Around 9:30 p.m. Aug. 21, 1986, the lake "turned over," sending a deadly cloud of poisonous CO2 gas into the air. The gas, being denser than the surrounding air, slunk along the ground, asphyxiating people, wildlife and domestic animals as it moved soundlessly on its way. Many of the victims of the tragedy never even made it out of bed, and literally did not know what had hit them. Others found they inexplicably couldn’t breathe, and collapsed, waking up with strange wounds, if they woke up at all.

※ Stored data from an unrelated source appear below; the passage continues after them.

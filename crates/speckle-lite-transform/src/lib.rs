// This Source Code Form is subject to the terms of the Mozilla Public
// License, v. 2.0. If a copy of the MPL was not distributed with this
// file, You can obtain one at https://mozilla.org/MPL/2.0/.

//! Speckle-Lite Transform - From raw object graphs to tabular records
//!
//! This crate implements the transformation pipeline over the types defined
//! in `speckle-lite-model`:
//!
//! - **Reference resolution** - complete a partially-fetched graph by
//!   fetching referenced-but-missing objects, in capped passes
//! - **Object filtering** - strip bookkeeping fields and keep the objects
//!   that carry user-meaningful data
//! - **Property flattening** - collapse nested `properties` into one
//!   single-level record per object, with deterministic collision handling
//!
//! # Example
//!
//! ```ignore
//! use speckle_lite_transform::{filter_objects, flatten_object, resolve_references};
//!
//! let mut objects = downloaded_objects();
//! let report = resolve_references(&mut objects, &fetcher).await;
//! for object in filter_objects(&objects) {
//!     let record = flatten_object(&object);
//!     println!("{}: {} fields", object.speckle_type(), record.len());
//! }
//! ```

mod download;
mod filter;
mod flatten;
mod pipeline;
mod resolver;
mod store;

pub use download::Downloader;
pub use filter::{is_data_object, is_technical, FilterMode, ObjectFilter};
pub use flatten::{resolve_field_name, PropertyFlattener};
pub use pipeline::{column_names, FlattenedObject, ModelPipeline, PipelineConfig, PipelineOutput};
pub use resolver::{missing_references, referenced_ids, ReferenceResolver, DEFAULT_CONCURRENCY};
pub use store::MemoryObjectStore;

use serde_json::Value;
use speckle_lite_model::{FlattenedRecord, ObjectFetcher, ResolutionReport, SpeckleObject};

/// Resolve references in place with default settings
pub async fn resolve_references(
    objects: &mut Vec<SpeckleObject>,
    fetcher: &dyn ObjectFetcher,
) -> ResolutionReport {
    ReferenceResolver::new().resolve(objects, fetcher).await
}

/// Clean and select objects with default settings
pub fn filter_objects(objects: &[SpeckleObject]) -> Vec<SpeckleObject> {
    ObjectFilter::new().filter(objects)
}

/// Flatten a JSON value's properties with default settings
pub fn flatten_properties(input: &Value) -> FlattenedRecord {
    PropertyFlattener::new().flatten(input)
}

/// Flatten an object's properties with default settings
pub fn flatten_object(object: &SpeckleObject) -> FlattenedRecord {
    PropertyFlattener::new().flatten_object(object)
}
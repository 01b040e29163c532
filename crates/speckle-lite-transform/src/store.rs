// This Source Code Form is subject to the terms of the Mozilla Public
// License, v. 2.0. If a copy of the MPL was not distributed with this
// file, You can obtain one at https://mozilla.org/MPL/2.0/.

//! In-memory object store implementing the fetch and stream seams

use async_trait::async_trait;
use futures_util::stream::{self, StreamExt};
use rustc_hash::FxHashMap;
use speckle_lite_model::{
    ObjectError, ObjectFetcher, ObjectSource, ObjectStream, Result, SpeckleObject,
};
use std::sync::atomic::{AtomicUsize, Ordering};

/// Object store backed by a vector, in insertion order
///
/// Streams every object it holds and serves fetches by `id`. Useful for
/// offline processing of an already-downloaded model and for tests.
#[derive(Debug, Default)]
pub struct MemoryObjectStore {
    /// Objects in insertion order
    objects: Vec<SpeckleObject>,
    /// Object id -> position in `objects`
    index: FxHashMap<String, usize>,
    /// Number of fetch calls served (hits and misses)
    fetches: AtomicUsize,
}

impl MemoryObjectStore {
    /// Create an empty store
    pub fn new() -> Self {
        Self::default()
    }

    /// Create a store holding the given objects
    pub fn from_objects(objects: impl IntoIterator<Item = SpeckleObject>) -> Self {
        let mut store = Self::new();
        for object in objects {
            store.insert(object);
        }
        store
    }

    /// Parse a JSON array of objects into a store
    pub fn from_json(json: &str) -> Result<Self> {
        let objects: Vec<SpeckleObject> = serde_json::from_str(json)?;
        Ok(Self::from_objects(objects))
    }

    /// Add an object; an object with an id already held replaces it
    pub fn insert(&mut self, object: SpeckleObject) {
        let existing = object.id().and_then(|id| self.index.get(id).copied());
        match existing {
            Some(pos) => self.objects[pos] = object,
            None => {
                if let Some(id) = object.id() {
                    self.index.insert(id.to_string(), self.objects.len());
                }
                self.objects.push(object);
            }
        }
    }

    /// Look up an object without counting it as a fetch
    pub fn get(&self, id: &str) -> Option<&SpeckleObject> {
        self.index.get(id).map(|&pos| &self.objects[pos])
    }

    /// Number of objects held
    pub fn len(&self) -> usize {
        self.objects.len()
    }

    /// Check if the store is empty
    pub fn is_empty(&self) -> bool {
        self.objects.is_empty()
    }

    /// Number of fetch calls served so far
    pub fn fetch_count(&self) -> usize {
        self.fetches.load(Ordering::Relaxed)
    }
}

#[async_trait]
impl ObjectFetcher for MemoryObjectStore {
    async fn fetch(&self, id: &str) -> Result<SpeckleObject> {
        self.fetches.fetch_add(1, Ordering::Relaxed);
        self.get(id)
            .cloned()
            .ok_or_else(|| ObjectError::not_found(id))
    }
}

impl ObjectSource for MemoryObjectStore {
    fn stream(&self) -> ObjectStream<'_> {
        stream::iter(self.objects.iter().cloned().map(Ok)).boxed()
    }
}

#[cfg(test)]
mod tests {
    use super::*;
    use futures_util::TryStreamExt;

    const MODEL: &str = r#"[
        {"id": "root", "speckle_type": "Base", "elements": [{"referencedId": "w1"}]},
        {"id": "w1", "speckle_type": "Objects.BuiltElements.Wall"},
        {"speckle_type": "Anonymous"}
    ]"#;

    #[tokio::test]
    async fn test_fetch_hit_and_miss() {
        let store = MemoryObjectStore::from_json(MODEL).unwrap();

        let wall = store.fetch("w1").await.unwrap();
        assert_eq!(wall.speckle_type(), "Objects.BuiltElements.Wall");

        let err = store.fetch("nope").await.unwrap_err();
        assert!(err.is_not_found());
        assert_eq!(store.fetch_count(), 2);
    }

    #[tokio::test]
    async fn test_stream_yields_insertion_order() {
        let store = MemoryObjectStore::from_json(MODEL).unwrap();
        let streamed: Vec<SpeckleObject> = store.stream().try_collect().await.unwrap();
        assert_eq!(streamed.len(), 3);
        assert_eq!(streamed[0].id(), Some("root"));
        assert_eq!(streamed[2].id(), None);
    }

    #[test]
    fn test_insert_replaces_same_id() {
        let mut store = MemoryObjectStore::from_json(MODEL).unwrap();
        let replacement: SpeckleObject =
            serde_json::from_str(r#"{"id": "w1", "speckle_type": "Objects.BuiltElements.Column"}"#)
                .unwrap();
        store.insert(replacement);
        assert_eq!(store.len(), 3);
        assert_eq!(store.get("w1").unwrap().speckle_type(), "Objects.BuiltElements.Column");
    }

    #[test]
    fn test_from_json_rejects_non_arrays() {
        assert!(MemoryObjectStore::from_json(r#"{"id": "x"}"#).is_err());
    }
}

Lake Nyos lies on top of a volcanic source, which releases a great deal of carbon dioxide. The carbon dioxide doesn’t make it to the surface of the lake, but instead is dissolved into the water. When the bottom layer of the lake is disturbed, either by a landslide or by large amounts of rainwater, the carbon dioxide is released. Initially, a volcanic eruption was thought to have been the cause of the disturbance beneath the lake, but later scientists came to believe rapid accumulation of rainwater (denser than the warmer water of the lake) sank to the bottom and caused the overturn.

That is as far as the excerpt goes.